There are three racing classes in Roadsters Trophy. C class is the easiest and has the most unrealistic physics model; A class is the most difficult and has the most unforgiving physics; and B class falls - you guessed it - somewhere between the two. Still, none of the racing modes is particularly realistic. Since you're required to complete the different classes in order, you'll find that just when you've become comfortable with the game's unpredictable physics, they'll switch on you. It'll take most racers a while to get used to a C class car's unnatural cornering ability - you'll find that brakes aren't necessary on any of the tracks. Then after a seemingly endless barrage of racing, the B class rips the rug out from under you and forces you to adapt to yet another unrealistic physics setting. And there's still one more class after that.All of the generic track elements found in just about every other arcade racing game are here. You've got the super-secret track that runs through a military base, the snowy track that winds its way through a mountain town, and the desert track that eventually runs through an Aztec temple. Fortunately, there are enough tracks to keep things at least mildly interesting. You'll have plenty of time to learn all the tracks as you're usually forced to run five laps around each circuit. This makes the game seem unnecessarily long, and if you're in the lead, things get boring very quickly. On top of that, each tournament consists of six different tracks, most of which are repeated in following tournaments. All of this boring racing makes progressing through the game a tiring process.
The graphics are the one standout feature of Roadsters. From the car models to the reflection of your taillights on the rain-slick streets, the attention to detail is extremely nice. Other cool effects, such as realistic fire and ambient lighting really enhance the whole visual package. You'll be able to see your driver inside your roadster as he pulls corners and waves his fist at other racers, and the replay mode makes everything look all the better. Pop-up and fog aren't major issues, and the backgrounds, while not completely creative, are at least nice to look at.

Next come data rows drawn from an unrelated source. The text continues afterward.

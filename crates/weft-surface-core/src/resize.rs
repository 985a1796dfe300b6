//! Resize and rotate gestures on images.
//!
//! The pointer-gesture machinery lives in the host page; it reports the new
//! rectangle or rotation delta and this module writes the geometry back.

use crate::document::SurfaceDocument;
use crate::image::{
    DATA_HEIGHT, DATA_WIDTH, ImageGeometry, format_number, format_px, parse_dimension, wrapper_of,
};

/// Degrees within which a rotation snaps to a right angle.
pub const ROTATION_SNAP_DEGREES: f64 = 10.0;

/// Smallest size a resize may produce.
#[derive(Debug, Clone, Copy, PartialEq)]
pub struct ResizeLimits {
    pub min_width: f64,
    pub min_height: f64,
}

/// Apply a resize gesture's rectangle to `image`.
pub fn apply_resize<D: SurfaceDocument>(
    doc: &mut D,
    image: &D::Node,
    width: f64,
    height: f64,
    limits: ResizeLimits,
) {
    if !doc.is_tag(image, "img") {
        return;
    }
    let drag_x = offset(doc, image, "data-x");
    let drag_y = offset(doc, image, "data-y");

    let width = width.max(limits.min_width);
    let height = height.max(limits.min_height);
    let (width_px, height_px) = (format_px(width), format_px(height));

    doc.set_style_property(image, "width", &width_px);
    doc.set_style_property(image, "height", &height_px);
    doc.remove_attribute(image, "width");
    doc.remove_attribute(image, "height");
    doc.set_attribute(image, DATA_WIDTH, &format_number(width.round()));
    doc.set_attribute(image, DATA_HEIGHT, &format_number(height.round()));

    if let Some(wrapper) = wrapper_of(doc, image) {
        doc.set_style_property(&wrapper, "width", &width_px);
        doc.set_style_property(&wrapper, "height", &height_px);
    }

    doc.set_attribute(image, "data-x", &format_number(drag_x));
    doc.set_attribute(image, "data-y", &format_number(drag_y));
    ImageGeometry::resolve_geometry(doc, image);
}

fn offset<D: SurfaceDocument>(doc: &D, image: &D::Node, attr: &str) -> f64 {
    doc.attribute(image, attr)
        .and_then(|raw| parse_dimension(&raw))
        .unwrap_or(0.0)
}

/// Snap an accumulated angle to 0/90/180/270 when close enough.
pub fn snap_angle(angle: f64) -> f64 {
    let wrapped = angle % 360.0;
    for right in [90.0, 180.0, 270.0] {
        if (right - wrapped).abs() < ROTATION_SNAP_DEGREES {
            return right;
        }
    }
    if wrapped.abs() < ROTATION_SNAP_DEGREES {
        return 0.0;
    }
    angle
}

/// Accumulated rotation of the active gesture.
#[derive(Debug, Clone, Default)]
pub struct RotationGesture {
    angle: f64,
}

impl RotationGesture {
    /// Add a rotation delta and return the (possibly snapped) angle.
    pub fn rotate(&mut self, delta: f64) -> f64 {
        self.angle = snap_angle(self.angle + delta);
        self.angle
    }

    pub fn angle(&self) -> f64 {
        self.angle
    }
}

/// CSS transform for an angle in degrees.
pub fn rotation_transform(angle: f64) -> String {
    format!("rotate({}deg)", format_number(angle))
}

#[cfg(test)]
mod tests {
    use super::*;
    use crate::memory::MemoryDocument;

    const LIMITS: ResizeLimits = ResizeLimits {
        min_width: 100.0,
        min_height: 50.0,
    };

    #[test]
    fn test_resize_clamps_and_persists() {
        let mut doc = MemoryDocument::from_html(r#"<p><img src="a.png" width="10"></p>"#);
        let img = doc.images_under(&doc.root())[0];
        ImageGeometry::new(true).prepare(&mut doc, &img);

        apply_resize(&mut doc, &img, 40.0, 260.6, LIMITS);

        let wrapper = wrapper_of(&doc, &img).unwrap();
        assert_eq!(doc.attribute(&img, DATA_WIDTH).as_deref(), Some("100"));
        assert_eq!(doc.attribute(&img, DATA_HEIGHT).as_deref(), Some("261"));
        assert_eq!(doc.attribute(&img, "width"), None);
        assert_eq!(doc.style_property(&img, "width").as_deref(), Some("100px"));
        assert_eq!(doc.style_property(&wrapper, "width").as_deref(), Some("100px"));
        assert_eq!(doc.attribute(&img, "data-x").as_deref(), Some("0"));
    }

    #[test]
    fn test_resize_keeps_drag_offsets() {
        let mut doc = MemoryDocument::from_html(r#"<img src="a.png" data-x="12.5" data-y="-4">"#);
        let img = doc.images_under(&doc.root())[0];
        apply_resize(&mut doc, &img, 300.0, 200.0, LIMITS);
        assert_eq!(doc.attribute(&img, "data-x").as_deref(), Some("12.5"));
        assert_eq!(doc.attribute(&img, "data-y").as_deref(), Some("-4"));
    }

    #[test]
    fn test_snap_angle() {
        assert_eq!(snap_angle(84.0), 90.0);
        assert_eq!(snap_angle(95.0), 90.0);
        assert_eq!(snap_angle(185.0), 180.0);
        assert_eq!(snap_angle(262.0), 270.0);
        assert_eq!(snap_angle(365.0), 0.0);
        assert_eq!(snap_angle(-5.0), 0.0);
        assert_eq!(snap_angle(45.0), 45.0);
    }

    #[test]
    fn test_rotation_accumulates_then_sticks() {
        let mut gesture = RotationGesture::default();
        assert_eq!(gesture.rotate(30.0), 30.0);
        assert_eq!(gesture.rotate(52.0), 90.0);
        assert_eq!(gesture.rotate(3.0), 90.0);
        assert_eq!(rotation_transform(gesture.angle()), "rotate(90deg)");
    }
}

An assortment of generic techno music pulses through the game, from the in-game menus to the actual racing. While not particularly outstanding, it's not offensive in the least, and it does a good job of supporting the racing. Sound effects like engine whine and skidding tires sound nice, but the taunts and comments from your driver become repetitive and annoying rather quickly. Unfortunately, there appears to be no way to disable this, and you'll find yourself picking the driver who says the least.
If you've got a friend interested in sharing the roadster experience, you can play multiplayer. But there aren't really any options - you simple choose a track and race it out. Instead of just racing it out against each other, you'll actually face a whole grid of racers. Unfortunately, because the frame rate suffers in the multiplayer mode the racing becomes extremely choppy.
If you're itching to feel the breeze in your hair as you jam through a country track in your drop-top roadster, you may want to give this one a rental. But totally unrealistic physics, generic track design, and a vehicle list devoid of anything but generic topless roadsters make this a game to be avoided by the casual arcade-racing fan.